Thomas William Cowan (1840–1926) was a co-founder and president of the British Beekeepers' Association.

==Biography==
Cowan was born in 1840 in Saint Petersburg, Russia, and died in 1926 in Clevedon, United Kingdom. In the UK census he described himself as a civil engineer and a farmer.

Cowan travelled to the US several times and in 1900 settled in Monterey.

Cowan founded the Beekeepers' Association with Charles Nash Abbott (1830-1894) in 1874: "For the Encouragement, Improvement and Advancement of Bee Culture in the United Kingdom, particularly as a means of bettering the Condition of Cottagers and the Agricultural Labouring Classes, as well as the advocacy of humanity to the industrious labourer – the Honey Bee."

Cowan designed the cylindrical honey extractor. He was the editor of the British Bee Journal and the Bee Keepers' Record.

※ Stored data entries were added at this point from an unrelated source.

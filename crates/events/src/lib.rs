//! Lifecycle event bus and customer notifications.
//!
//! - [`EventBus`]: in-process publish/subscribe hub for
//!   [`LifecycleEvent`](hvacdesk_core::lifecycle::LifecycleEvent)s, backed by
//!   `tokio::sync::broadcast`.
//! - [`templates`]: subject and body rendering per notification kind.
//! - [`Notifier`]: background consumer that renders and sends e-mail and
//!   records every attempt. Failures are logged and never propagated.
//! - [`delivery`]: the [`Mailer`] seam with SMTP and log-only
//!   implementations.

pub mod bus;
pub mod delivery;
pub mod notifier;
pub mod templates;

pub use bus::EventBus;
pub use delivery::email::{EmailConfig, EmailError, LogMailer, Mailer, OutgoingEmail, SmtpMailer};
pub use notifier::Notifier;
pub use templates::{CompanyProfile, NotificationKind, RenderedMessage};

Cowan authored books on beekeeping and related topics and was a collector of beekeeping books. Upon his death, his library numbered more than 1,800 books, which formed the basis of the Cowan Memorial Library.

==Selected publications==

- The Honey Bee: Its Natural History, Anatomy, and Physiology (1890)
- British Bee-Keeper's Guide Book (1911)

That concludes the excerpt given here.